Unironically, a team of U.S. researchers did their own research to show us that doing our own research will make us conspiracy theorists.
The results of the study showed that 19% of participants were more likely to believe "fake news" and become conspiracy theory nuts after they had performed an online search to find the truth.
Kevin Aslett, assistant professor in the School of Politics, Security and International Affairs at the University of Central Florida, and a lead author of the paper published in Nature said,
"In terms of political consequences, increased belief in misinformation has the potential to increase political cynicism and apathy towards politics, lower trust in reliable media sources, increase polarization [and] motivate political violence," Aslett told Forbes. He references the events of January 6, 2021, in which a mob attacked the United States Capitol Building in Washington, D.C., saying "these consequences weaken democracy."
Not our De MahH CraH See!!!
Misinformed beliefs can also threaten public health, such as in the case of vaccine misinformation, or be used by powerful interest groups to manipulate public sentiment against climate action measures, such as the development of renewable energy projects.
Those who doubted the efficacy of the Covid vaccine or disagree with climate hysteria are "misinformed."
Aslett blames the people trying to find the truth instead of just trusting the media.
He says that it has to do with their search terms.
The example given is from this headline "U.S. faces engineered famine as COVID lockdowns and vax mandates could lead to widespread hunger, unrest this winter," which the study rated false.
The article in question was from 2021 when supply chains had left grocery shelves all but empty, and people were literally going hungry. I mean the people were calling the president "Bareshelves Biden" because his administration kept exacerbating the shortages.
However, the researchers note that when respondents searched "engineered famine," they were likely to get results from "unreliable" news sources.
Now to be fair, there were certainly some crazy folks out there trying to make a buck off the lockdowns and government overreach.
I had family members try to convince me to give them $15,000, so my family and I could move into an underground bunker in South Dakota with them, where we could all share an 8'X10' space until Biden left office or the air ran out.
So while there's some merit in the idea of search terms leading someone down a bad rabbit trail, as you might have guessed already ...

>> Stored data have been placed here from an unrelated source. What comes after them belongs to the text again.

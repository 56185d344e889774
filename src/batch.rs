use std::fs;
use std::path::{Path, PathBuf};
use std::time::Instant;

use crate::cancel::CancellationToken;
use crate::csv_out::{STATISTICS_CSV_FILE, write_statistics_csv};
use crate::document::DocumentSource;
use crate::error::ExtractError;
use crate::events::EventSink;
use crate::model::{BatchSummary, display_file_name, format_hms};
use crate::options::BatchOptions;
use crate::pipeline::process_document;

const BANNER: &str = "==================================================";

fn is_pdf(path: &Path) -> bool {
    path.extension()
        .is_some_and(|extension| extension.eq_ignore_ascii_case("pdf"))
}

/// PDF files directly inside `input_dir`, sorted by file name.
pub fn find_pdf_files(input_dir: &Path) -> Result<Vec<PathBuf>, ExtractError> {
    let mut files = Vec::new();
    for entry in fs::read_dir(input_dir)? {
        let path = entry?.path();
        if path.is_file() && is_pdf(&path) {
            files.push(path);
        }
    }
    files.sort_by(|left, right| left.file_name().cmp(&right.file_name()));
    Ok(files)
}

#[allow(clippy::cast_precision_loss)]
fn percent(done: usize, total: usize) -> f64 {
    if total == 0 {
        100.0
    } else {
        done as f64 / total as f64 * 100.0
    }
}

fn report_totals(summary: &BatchSummary, sink: &dyn EventSink) {
    sink.info(BANNER.to_string());
    if summary.cancelled {
        sink.warn("處理被使用者中斷!".to_string());
    } else {
        sink.info(format!(
            "處理完成! 成功轉換 {}/{} 個檔案",
            summary.succeeded, summary.files_found
        ));
    }
    sink.info(format!("總共提取 {} 筆資料", summary.total_records));
    sink.info(format!("總處理時間: {}", format_hms(summary.elapsed)));
    if summary.total_records > 0 {
        sink.info(format!(
            "平均每筆資料處理時間: {:.4} 秒",
            summary.average_seconds_per_record()
        ));
    }
    sink.info(BANNER.to_string());
}

/// Converts every PDF in the input folder, one document at a time.
///
/// Per-document failures are recorded in the summary and never stop the
/// loop. Cancellation is checked before each document; documents after the
/// stop are left unattempted. The statistics CSV is written whenever at
/// least one PDF was found.
pub fn process_batch<S: DocumentSource>(
    source: &S,
    options: &BatchOptions,
    token: &CancellationToken,
    sink: &dyn EventSink,
) -> Result<BatchSummary, ExtractError> {
    let started = Instant::now();
    fs::create_dir_all(&options.output_dir)?;

    let files = find_pdf_files(&options.input_dir)?;
    let mut summary = BatchSummary {
        files_found: files.len(),
        ..BatchSummary::default()
    };

    if files.is_empty() {
        sink.warn(format!("在 {} 中找不到PDF檔案", options.input_dir.display()));
        return Ok(summary);
    }

    let total = files.len();
    sink.info(format!("找到 {total} 個PDF檔案，開始處理..."));
    sink.progress(0.0);

    for (index, path) in files.iter().enumerate() {
        if token.is_cancelled() {
            tracing::info!(remaining = total - index, "batch cancelled");
            break;
        }

        sink.progress(percent(index, total));
        let file_name = display_file_name(path);
        sink.info(format!("正在處理 ({}/{total}): {file_name}", index + 1));

        let result = process_document(
            source,
            path,
            &options.output_dir,
            options.record_interval,
            token,
            sink,
        );
        tracing::debug!(
            file = %file_name,
            success = result.success,
            records = result.record_count,
            "document finished"
        );
        summary.push(result);
    }

    summary.elapsed = started.elapsed();
    summary.cancelled = token.is_cancelled();
    sink.progress(100.0);

    let statistics_csv = options.output_dir.join(STATISTICS_CSV_FILE);
    match write_statistics_csv(&statistics_csv, &summary.results) {
        Ok(()) => summary.statistics_csv = Some(statistics_csv),
        Err(error) => {
            tracing::warn!(%error, "writing statistics failed");
            sink.error(format!(
                "無法寫入處理統計信息 {}: {error}",
                statistics_csv.display()
            ));
        }
    }

    report_totals(&summary, sink);
    if let Some(path) = &summary.statistics_csv {
        sink.info(format!("處理統計信息已保存至: {}", path.display()));
    }

    Ok(summary)
}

... their research has some issues.
The first issue is that the research required participants to download a "logging" plugin that would record their internet and computer activity, which preselects for a certain kind of participant. Someone would have to be gullible enough to download a logging program on their device, and that someone is probably also gullible enough to find themselves trapped in an underground bunker with no air.
The second issue is that the research relied on NewsGuard to determine what was "true" and "false." If you're not familiar with NewsGuard, it's a Department of Defense funded news-rating service.
In NewsGuard's far-left world, the existence of Hunter Biden's laptop is still just a Russian hoax, and Not the Bee only scores 62.5/100 for truthfulness.
To which our fearless leader, Dan Dillon, said,
We're aware that NewsGuard has given our site a laughably low trust score. It's not good for our business, but we take this rating as a badge of honor and an indication that we don't align with the mainstream narrative that they support, nor comply with the censorship complex they actively reinforce.
Just for reference, neutral fact checking site Media Fact Check gives Not the Bee a High Credibility rating with 0 failed fact checks in the last 5 years, so we've got that going for us.
Humorously, while the study would rate Not the Bee stories as questionable and false, it included stories from the Palmer Report, a far-left site notorious for pushing false conspiracies, as reliably true.
All that to say, the researchers may have proved their own point. In doing their own research, they have fallen prey to leftist conspiracy theories.
(BlueAnon is alive and well, fam.)
Of course, the authors of the study have two solutions they think need to be implemented to fix the perceived problem: Reeducation programs like this one and more Big Tech censorship!!